Une vengeance après la présidentielle ? L'Uni a lancé jeudi une pétition pour supprimer les « scandaleux » avantages fiscaux des journalistes. « Je veux les aider », nargue son président Olivier Vial.
« Je veux vous aider ! » Nous, ce sont les grands méchants journalistes-bobos-de-gauche-privilégiés. Et pour nous sauver, Olivier Vial, président de l’UNI, lance une pétition contre l’abattement fiscal dont bénéficient tous les journalistes – 7.650 € à déduire des revenus annuels. « S’il y avait plus de transparence autour de cette niche fiscale, il y aurait moins de défiance autour des journalistes. » Et il y aurait-il moins de sympathisants de droite en train de siffler la presse (et, accessoirement, lui cracher dessus et la malmener physiquement) aux meetings de l’UMP ? « Oui, sans doute. » Ouf, ça nous travaillait cette histoire.
Salaires trop faibles Battons-nous avec l’UNI pour que la défiance envers les journalistes cesse ! Battons-nous aussi à leurs côtés pour que les journalistes soient mieux payés ! Ben oui, parce qu’Olivier Vial explique : « cet abattement, c’est un argument des employeurs pour moins payer les journalistes à l’embauche. C’est scandaleux. » Un argument qui fait sourire (jaune) Dominique Pradalié, du SNJ, le syndicat national des journalistes : « C’est profondément stupide. Cet abattement bénéficie surtout aux journalistes pigistes qui ne sont pas employés dans une structure. Ils ont fait 6 ans d’études, sont extrêmement mal payés et sans cet abattement, c’est simple, ils crèvent ou ils changent de boulot ! C’est ça la réalité de notre profession, aujourd’hui. »
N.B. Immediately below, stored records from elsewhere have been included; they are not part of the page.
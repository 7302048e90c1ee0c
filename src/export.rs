//! Static bundle export.
//!
//! Renders every page settled (all reveals visible, motion at rest) and
//! writes the result as a directory any static file host can serve:
//!
//! ```text
//! out/
//!   index.html
//!   courses/index.html
//!   courses/<slug>/index.html
//!   mentors/index.html
//!   about/index.html
//!   contact/index.html
//!   404.html
//!   styles.css
//!   catalog.json
//! ```

use std::fs;
use std::path::{Path, PathBuf};

use crate::catalog;
use crate::config::SiteConfig;
use crate::error::{Result, SiteError};
use crate::pages;
use crate::router::Route;
use crate::theme::{self, Palette};
use crate::view::ViewContext;

pub const NOT_FOUND_FILE: &str = "404.html";
pub const STYLESHEET_FILE: &str = "styles.css";
pub const CATALOG_FILE: &str = "catalog.json";

/// What an export wrote.
#[derive(Debug, Clone, Default, PartialEq, Eq)]
pub struct ExportReport {
    /// Written files, relative to the output directory.
    pub files: Vec<PathBuf>,
    pub bytes: usize,
}

/// Output file for a page route, relative to the bundle root.
pub fn page_file(route: &Route) -> PathBuf {
    let path = route.path();
    let dir = path.trim_matches('/');
    if dir.is_empty() {
        PathBuf::from("index.html")
    } else {
        Path::new(dir).join("index.html")
    }
}

/// Render one route as a settled document.
pub fn render_route(config: &SiteConfig, route: Route) -> String {
    pages::document(&ViewContext::settled(config, route))
}

/// Write the whole bundle into `out`.
pub fn export_site(config: &SiteConfig, out: &Path) -> Result<ExportReport> {
    catalog::validate(catalog::courses())?;
    catalog::validate_mentors(catalog::mentors())?;

    let mut writer = BundleWriter::new(out);
    for route in Route::static_routes() {
        let file = page_file(&route);
        writer.write(&file, &render_route(config, route))?;
    }
    writer.write(
        Path::new(NOT_FOUND_FILE),
        &render_route(config, Route::NotFound("/404".to_string())),
    )?;
    writer.write(Path::new(STYLESHEET_FILE), &theme::stylesheet(&Palette::default()))?;

    let mut json = serde_json::to_string_pretty(&catalog::snapshot())?;
    json.push('\n');
    writer.write(Path::new(CATALOG_FILE), &json)?;

    log::info!(
        "exported {} files ({} bytes) to {}",
        writer.report.files.len(),
        writer.report.bytes,
        out.display()
    );
    Ok(writer.report)
}

struct BundleWriter<'a> {
    root: &'a Path,
    report: ExportReport,
}

impl<'a> BundleWriter<'a> {
    fn new(root: &'a Path) -> Self {
        Self {
            root,
            report: ExportReport::default(),
        }
    }

    fn write(&mut self, relative: &Path, contents: &str) -> Result<()> {
        let path = self.root.join(relative);
        if let Some(parent) = path.parent() {
            fs::create_dir_all(parent).map_err(|source| SiteError::Write {
                path: parent.to_path_buf(),
                source,
            })?;
        }
        fs::write(&path, contents).map_err(|source| SiteError::Write {
            path: path.clone(),
            source,
        })?;
        log::debug!("wrote {} ({} bytes)", path.display(), contents.len());
        self.report.files.push(relative.to_path_buf());
        self.report.bytes += contents.len();
        Ok(())
    }
}

#[cfg(test)]
mod tests {
    use super::*;
    use crate::types::Category;

    #[test]
    fn test_page_files() {
        assert_eq!(page_file(&Route::Home), PathBuf::from("index.html"));
        assert_eq!(page_file(&Route::Courses), PathBuf::from("courses/index.html"));
        assert_eq!(
            page_file(&Route::CourseCategory(Category::Animation3d)),
            PathBuf::from("courses/3d-animation/index.html")
        );
    }

    #[test]
    fn test_export_writes_every_page() {
        let dir = tempfile::tempdir().unwrap();
        let report = export_site(&SiteConfig::default(), dir.path()).unwrap();

        // 6 pages + 7 category pages + 404 + stylesheet + catalog
        assert_eq!(report.files.len(), Route::static_routes().len() + 3);
        for file in &report.files {
            assert!(dir.path().join(file).is_file(), "{}", file.display());
        }
        let total: u64 = report
            .files
            .iter()
            .map(|f| fs::metadata(dir.path().join(f)).unwrap().len())
            .sum();
        assert_eq!(total as usize, report.bytes);
    }

    #[test]
    fn test_exported_pages_are_settled() {
        let dir = tempfile::tempdir().unwrap();
        export_site(&SiteConfig::default(), dir.path()).unwrap();
        let mentors = fs::read_to_string(dir.path().join("mentors/index.html")).unwrap();
        assert!(mentors.contains("Meet Our Expert"));
        assert_eq!(mentors.matches("data-reveal=").count(), mentors.matches("is-visible").count());
        let not_found = fs::read_to_string(dir.path().join(NOT_FOUND_FILE)).unwrap();
        assert!(not_found.contains("Oops! Page not found"));
    }

    #[test]
    fn test_write_error_names_path() {
        let dir = tempfile::tempdir().unwrap();
        let blocker = dir.path().join("site");
        fs::write(&blocker, "not a directory").unwrap();

        let err = export_site(&SiteConfig::default(), &blocker).unwrap_err();
        match err {
            SiteError::Write { path, .. } => assert!(path.starts_with(&blocker)),
            other => panic!("unexpected error {other}"),
        }
    }
}
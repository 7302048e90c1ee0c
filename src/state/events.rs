//! Events Module - Platform event types and listener registry
//!
//! The platform (browser shell or test harness) feeds raw events in; the
//! registry fans them out to whichever listeners asked for that kind.
//!
//! # Example
//!
//! ```
//! use artvince_site::state::{EventListeners, EventMask, PlatformEvent};
//!
//! let listeners = EventListeners::new();
//! let cleanup = listeners.on(EventMask::SCROLL, |event| {
//!     if let PlatformEvent::Scroll { y } = event {
//!         assert_eq!(*y, 120.0);
//!     }
//! });
//!
//! assert_eq!(listeners.dispatch(&PlatformEvent::Scroll { y: 120.0 }), 1);
//! cleanup();
//! assert!(listeners.is_empty());
//! ```

use std::cell::RefCell;
use std::rc::Rc;

use bitflags::bitflags;

use super::Cleanup;
use crate::types::Rect;

// =============================================================================
// TYPES
// =============================================================================

/// Raw event delivered by the platform.
#[derive(Debug, Clone, PartialEq)]
pub enum PlatformEvent {
    /// Pointer moved, in viewport (client) coordinates.
    PointerMove { x: f64, y: f64 },
    /// Window scrolled to `y`.
    Scroll { y: f64 },
    /// Viewport resized.
    Resize { width: f64, height: f64 },
    /// Layout reported the viewport-relative bounds of an element.
    Bounds { id: String, rect: Rect },
    /// Animation frame; `dt` is seconds since the previous frame.
    Frame { dt: f64 },
}

bitflags! {
    /// Which event kinds a listener wants.
    #[derive(Debug, Clone, Copy, PartialEq, Eq, Hash)]
    pub struct EventMask: u8 {
        const POINTER = 0b0000_0001;
        const SCROLL  = 0b0000_0010;
        const RESIZE  = 0b0000_0100;
        const LAYOUT  = 0b0000_1000;
        const FRAME   = 0b0001_0000;
    }
}

impl PlatformEvent {
    /// Mask bit for this event kind.
    pub fn kind(&self) -> EventMask {
        match self {
            Self::PointerMove { .. } => EventMask::POINTER,
            Self::Scroll { .. } => EventMask::SCROLL,
            Self::Resize { .. } => EventMask::RESIZE,
            Self::Bounds { .. } => EventMask::LAYOUT,
            Self::Frame { .. } => EventMask::FRAME,
        }
    }
}

/// Event handler (Rc so dispatch can call it outside the registry borrow).
pub type EventHandler = Rc<dyn Fn(&PlatformEvent)>;

// =============================================================================
// REGISTRY
// =============================================================================

#[derive(Default)]
struct Registry {
    handlers: Vec<(usize, EventMask, EventHandler)>,
    next_id: usize,
}

/// Listener registry shared by every component of a mounted site.
///
/// Cloning yields another handle to the same registry.
#[derive(Clone, Default)]
pub struct EventListeners {
    registry: Rc<RefCell<Registry>>,
}

impl EventListeners {
    pub fn new() -> Self {
        Self::default()
    }

    /// Subscribe to the event kinds in `mask`.
    ///
    /// Returns a cleanup that removes the handler.
    pub fn on<F>(&self, mask: EventMask, handler: F) -> Cleanup
    where
        F: Fn(&PlatformEvent) + 'static,
    {
        let id = {
            let mut reg = self.registry.borrow_mut();
            let id = reg.next_id;
            reg.next_id += 1;
            reg.handlers.push((id, mask, Rc::new(handler)));
            id
        };

        let registry = Rc::downgrade(&self.registry);
        Box::new(move || {
            if let Some(registry) = registry.upgrade() {
                registry
                    .borrow_mut()
                    .handlers
                    .retain(|(handler_id, _, _)| *handler_id != id);
            }
        })
    }

    /// Deliver an event to every interested listener.
    ///
    /// Handlers run after the registry borrow is released, so a handler may
    /// register or remove listeners. Returns how many handlers ran.
    pub fn dispatch(&self, event: &PlatformEvent) -> usize {
        let kind = event.kind();
        let targets: Vec<EventHandler> = self
            .registry
            .borrow()
            .handlers
            .iter()
            .filter(|(_, mask, _)| mask.intersects(kind))
            .map(|(_, _, handler)| handler.clone())
            .collect();

        for handler in &targets {
            handler(event);
        }
        targets.len()
    }

    /// Number of registered listeners.
    pub fn len(&self) -> usize {
        self.registry.borrow().handlers.len()
    }

    pub fn is_empty(&self) -> bool {
        self.len() == 0
    }
}

#[cfg(test)]
mod tests {
    use super::*;
    use std::cell::Cell;

    #[test]
    fn test_kind_masks() {
        assert_eq!(PlatformEvent::PointerMove { x: 0.0, y: 0.0 }.kind(), EventMask::POINTER);
        assert_eq!(PlatformEvent::Frame { dt: 0.016 }.kind(), EventMask::FRAME);
        assert_eq!(
            PlatformEvent::Bounds { id: "hero".into(), rect: Rect::default() }.kind(),
            EventMask::LAYOUT
        );
    }

    #[test]
    fn test_dispatch_filters_by_mask() {
        let listeners = EventListeners::new();
        let pointer_hits = Rc::new(Cell::new(0));
        let any_hits = Rc::new(Cell::new(0));

        let p = pointer_hits.clone();
        let _c1 = listeners.on(EventMask::POINTER, move |_| p.set(p.get() + 1));
        let a = any_hits.clone();
        let _c2 = listeners.on(EventMask::all(), move |_| a.set(a.get() + 1));

        assert_eq!(listeners.dispatch(&PlatformEvent::Scroll { y: 10.0 }), 1);
        assert_eq!(listeners.dispatch(&PlatformEvent::PointerMove { x: 1.0, y: 2.0 }), 2);
        assert_eq!(pointer_hits.get(), 1);
        assert_eq!(any_hits.get(), 2);
    }

    #[test]
    fn test_cleanup_removes_only_its_handler() {
        let listeners = EventListeners::new();
        let c1 = listeners.on(EventMask::SCROLL, |_| {});
        let _c2 = listeners.on(EventMask::SCROLL, |_| {});
        assert_eq!(listeners.len(), 2);
        c1();
        assert_eq!(listeners.len(), 1);
    }

    #[test]
    fn test_handler_can_unsubscribe_during_dispatch() {
        let listeners = EventListeners::new();
        let slot: Rc<RefCell<Option<Cleanup>>> = Rc::new(RefCell::new(None));
        let slot_inner = slot.clone();
        let cleanup = listeners.on(EventMask::FRAME, move |_| {
            if let Some(cleanup) = slot_inner.borrow_mut().take() {
                cleanup();
            }
        });
        *slot.borrow_mut() = Some(cleanup);

        assert_eq!(listeners.dispatch(&PlatformEvent::Frame { dt: 0.016 }), 1);
        assert!(listeners.is_empty());
    }

    #[test]
    fn test_cleanup_after_registry_dropped_is_noop() {
        let listeners = EventListeners::new();
        let cleanup = listeners.on(EventMask::RESIZE, |_| {});
        drop(listeners);
        cleanup();
    }
}
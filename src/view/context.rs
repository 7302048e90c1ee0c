//! Render context: a plain snapshot of everything a page reads.
//!
//! The runtime fills a [`ViewContext`] from its signals before each render;
//! static export builds a settled one directly. Components never touch
//! signals themselves.

use std::collections::HashSet;

use crate::catalog;
use crate::config::SiteConfig;
use crate::filter::filter_courses;
use crate::form::Field;
use crate::motion::{GlowLayer, HeroFrame, HeroMotion, MotionSignals, ParticleLayer, Transform};
use crate::router::Route;
use crate::toast::Toast;
use crate::types::{Category, Course};

/// How entrance reveals render.
#[derive(Debug, Clone, Copy, PartialEq, Eq, Default)]
pub enum RevealPolicy {
    /// Follow latch state; untriggered content renders hidden.
    #[default]
    Live,
    /// Everything renders visible (static export, no script).
    Settled,
}

/// Navbar state.
#[derive(Debug, Clone, Copy, PartialEq, Eq, Default)]
pub struct NavbarView {
    pub scrolled: bool,
    pub menu_open: bool,
}

/// Hero motion values for one frame.
#[derive(Debug, Clone, PartialEq)]
pub struct MotionView {
    pub hero: HeroFrame,
    pub particles: Vec<Transform>,
    pub glows: Vec<Transform>,
}

impl MotionView {
    /// Pointer centered, page at the top.
    pub fn rest() -> Self {
        let signals = MotionSignals::fixed(0.0, 0.0, 0.0);
        Self::from_signals(&signals)
    }

    pub fn from_signals(signals: &MotionSignals) -> Self {
        Self {
            hero: HeroMotion::new(signals.clone()).frame(),
            particles: ParticleLayer::hero(signals.clone()).offsets(),
            glows: GlowLayer::hero(signals.clone()).frames(),
        }
    }
}

impl Default for MotionView {
    fn default() -> Self {
        Self::rest()
    }
}

/// Course catalog state.
#[derive(Debug, Clone, PartialEq)]
pub struct CatalogView {
    pub query: String,
    pub category: Category,
    pub results: Vec<Course>,
}

impl CatalogView {
    /// Empty query with `category` selected.
    pub fn for_category(category: Category) -> Self {
        Self {
            query: String::new(),
            category,
            results: filter_courses(catalog::courses(), "", category)
                .into_iter()
                .cloned()
                .collect(),
        }
    }
}

impl Default for CatalogView {
    fn default() -> Self {
        Self::for_category(Category::All)
    }
}

/// Contact form field values.
#[derive(Debug, Clone, PartialEq, Eq, Default)]
pub struct ContactView {
    pub name: String,
    pub email: String,
    pub subject: String,
    pub message: String,
}

impl ContactView {
    pub fn value(&self, field: Field) -> &str {
        match field {
            Field::Name => &self.name,
            Field::Email => &self.email,
            Field::Subject => &self.subject,
            Field::Message => &self.message,
        }
    }
}

/// Everything needed to render one page.
#[derive(Debug, Clone)]
pub struct ViewContext<'a> {
    pub config: &'a SiteConfig,
    pub route: Route,
    pub policy: RevealPolicy,
    /// Reveal ids whose latch has triggered.
    pub revealed: HashSet<String>,
    pub navbar: NavbarView,
    pub motion: MotionView,
    pub catalog: CatalogView,
    pub contact: ContactView,
    pub toasts: Vec<Toast>,
}

impl<'a> ViewContext<'a> {
    /// Fully revealed page at rest, as exported to static files.
    pub fn settled(config: &'a SiteConfig, route: Route) -> Self {
        let catalog = CatalogView::for_category(route.initial_category().unwrap_or_default());
        Self {
            config,
            route,
            policy: RevealPolicy::Settled,
            revealed: HashSet::new(),
            navbar: NavbarView::default(),
            motion: MotionView::rest(),
            catalog,
            contact: ContactView::default(),
            toasts: Vec::new(),
        }
    }

    pub fn is_revealed(&self, id: &str) -> bool {
        match self.policy {
            RevealPolicy::Settled => true,
            RevealPolicy::Live => self.revealed.contains(id),
        }
    }

    /// Site-relative link honoring the configured base URL.
    pub fn href(&self, path: &str) -> String {
        self.config.href(path)
    }
}
//! Fallback page for unknown paths.

use crate::theme::Variant;
use crate::components::button_link;
use crate::view::{el, Node, ViewContext};

pub fn not_found(ctx: &ViewContext) -> Node {
    el("section")
        .class("not-found")
        .child(
            el("div")
                .class("container text-center")
                .child(el("h1").class("not-found-code gradient-text").text("404"))
                .child(el("p").class("lead").text("Oops! Page not found"))
                .child(button_link(ctx, "/", Variant::Premium, "Return to Home")),
        )
        .into()
}

#[cfg(test)]
mod tests {
    use super::*;
    use crate::config::SiteConfig;
    use crate::router::Route;

    #[test]
    fn test_not_found_links_home() {
        let config = SiteConfig::default();
        let ctx = ViewContext::settled(&config, Route::NotFound("/nope".to_string()));
        let page = not_found(&ctx);
        assert!(page.text_content().contains("Oops! Page not found"));
        assert!(page.render().contains(r#"href="/""#));
    }
}
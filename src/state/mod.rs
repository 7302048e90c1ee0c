//! State Module - Runtime state driven by the platform
//!
//! Reactive state that powers the site's interactivity:
//!
//! - **Events** - Platform event types and the listener registry
//! - **Viewport** - One-shot reveal latches for entrance animations
//! - **Pointer** - Normalized pointer offset within a container
//! - **Scroll** - Window scroll offset and container scroll progress
//! - **Animate** - Shared frame clock for springs and toasts
//!
//! Every registration returns a [`Cleanup`]. Callers own it and must run it
//! when the component that registered goes away.

pub mod animate;
pub mod events;
pub mod pointer;
pub mod scroll;
pub mod viewport;

use spark_signals::{signal, Signal};

pub use animate::FrameClock;
pub use events::{EventListeners, EventMask, PlatformEvent};
pub use pointer::PointerOffset;
pub use viewport::{RevealLatch, RevealOptions, RevealState, Viewport, ViewportObserver};

/// Cleanup function returned by every registration.
///
/// Call this to deregister and release resources.
pub type Cleanup = Box<dyn FnOnce()>;

/// Collects cleanups for one owner and runs them all at once.
///
/// Pages and components push every registration here; dropping the scope
/// (or calling [`CleanupScope::run`]) releases them in reverse order.
#[derive(Default)]
pub struct CleanupScope {
    cleanups: Vec<Cleanup>,
}

impl CleanupScope {
    pub fn new() -> Self {
        Self::default()
    }

    /// Take ownership of a cleanup.
    pub fn push(&mut self, cleanup: impl FnOnce() + 'static) {
        self.cleanups.push(Box::new(cleanup));
    }

    /// Number of held cleanups.
    pub fn len(&self) -> usize {
        self.cleanups.len()
    }

    pub fn is_empty(&self) -> bool {
        self.cleanups.is_empty()
    }

    /// Run every cleanup, most recent first.
    pub fn run(&mut self) {
        while let Some(cleanup) = self.cleanups.pop() {
            cleanup();
        }
    }
}

impl Drop for CleanupScope {
    fn drop(&mut self) {
        self.run();
    }
}

// =============================================================================
// Shared input signals
// =============================================================================

/// Raw input signals written only by the platform dispatch.
///
/// Consumers receive clones (signals are shared handles) and only read.
#[derive(Clone)]
pub struct InputSignals {
    /// Pointer offset relative to the tracked container, in [-0.5, 0.5].
    pub pointer: Signal<PointerOffset>,
    /// Window scroll offset in CSS pixels.
    pub scroll_y: Signal<f64>,
    /// Scroll progress across the tracked container, in [0, 1].
    pub scroll_progress: Signal<f64>,
    /// Current viewport size.
    pub viewport: Signal<Viewport>,
}

impl InputSignals {
    pub fn new(viewport: Viewport) -> Self {
        Self {
            pointer: signal(PointerOffset::CENTER),
            scroll_y: signal(0.0),
            scroll_progress: signal(0.0),
            viewport: signal(viewport),
        }
    }
}

#[cfg(test)]
mod tests {
    use super::*;
    use std::cell::Cell;
    use std::rc::Rc;

    #[test]
    fn test_cleanup_scope_runs_in_reverse() {
        let order = Rc::new(std::cell::RefCell::new(Vec::new()));
        let mut scope = CleanupScope::new();
        for i in 0..3 {
            let order = order.clone();
            scope.push(move || order.borrow_mut().push(i));
        }
        assert_eq!(scope.len(), 3);
        scope.run();
        assert_eq!(*order.borrow(), vec![2, 1, 0]);
        assert!(scope.is_empty());
    }

    #[test]
    fn test_cleanup_scope_runs_on_drop() {
        let ran = Rc::new(Cell::new(false));
        {
            let mut scope = CleanupScope::new();
            let ran = ran.clone();
            scope.push(move || ran.set(true));
        }
        assert!(ran.get());
    }
}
Privilégiés ? Les pigistes, Olivier Vial sait qu’ils existent mais pour lui, ce n’est pas la question. A combien estime-t-il le salaire moyen d’un journaliste ? « 2.800 € » D’où vient ce chiffre ? « On l’a vu sur Internet. Vous savez bien que c’est impossible de trouver un chiffre incontestable, mais je pense qu’on est proche de la réalité. » Pas la réalité décrite par le SNJ mais peut-être une autre réalité. Pour nous prouver sa bonne foi, il ajoute : « si on avait voulu choqué, on aurait pris les salaires les plus gros, ceux des présentateurs télé. » Mais il répète, ce n’est pas une question de salaire. « La question, c’est de savoir si cette niche fiscale est justifiée. Surtout de la part d’un gouvernement qui dit vouloir lutter contre les niches fiscales. » Sarkozy l’avait bien maintenu, pourtant. « Il ne faisait pas la même politique de lutte contre les niches fiscales. »
Bizarre, quand même, que l’UNI se réveille pile maintenant alors que cet abattement fiscal existe depuis… 1945 (avec pas mal de gouvernements de droite qui se sont succédé entre temps). « Il n’a plus lieu d’être, ce n’était pas la même époque. » Dominique Pradalié rit : « Avec des arguments comme ça, le Christ, né il y a plus de 2.000 ans, n’aurait plus aucune raison d’être. »
> Un abattement fiscal qui existe depuis la fin de la seconde guerre mondiale. Une mesure prise pour « aider à créer une presse pluraliste et de qualité. Grâce à cette aide indirecte de l’Etat, les journalistes pouvaient vivre de leur profession », explique Dominique Pradalié, du SNJ.
> 1974 : Valéry Giscard d’Estaing le redéfinit et le plafonne à 50.000 francs. Depuis, la somme n’a jamais évolué, si ce n’est qu’on a changé de monnaie.
> 1995 : Jacques Chirac arrive au pouvoir et le nom de cet abattement change : depuis, il s’agit officiellement d’une « déduction pour frais d’emploi ».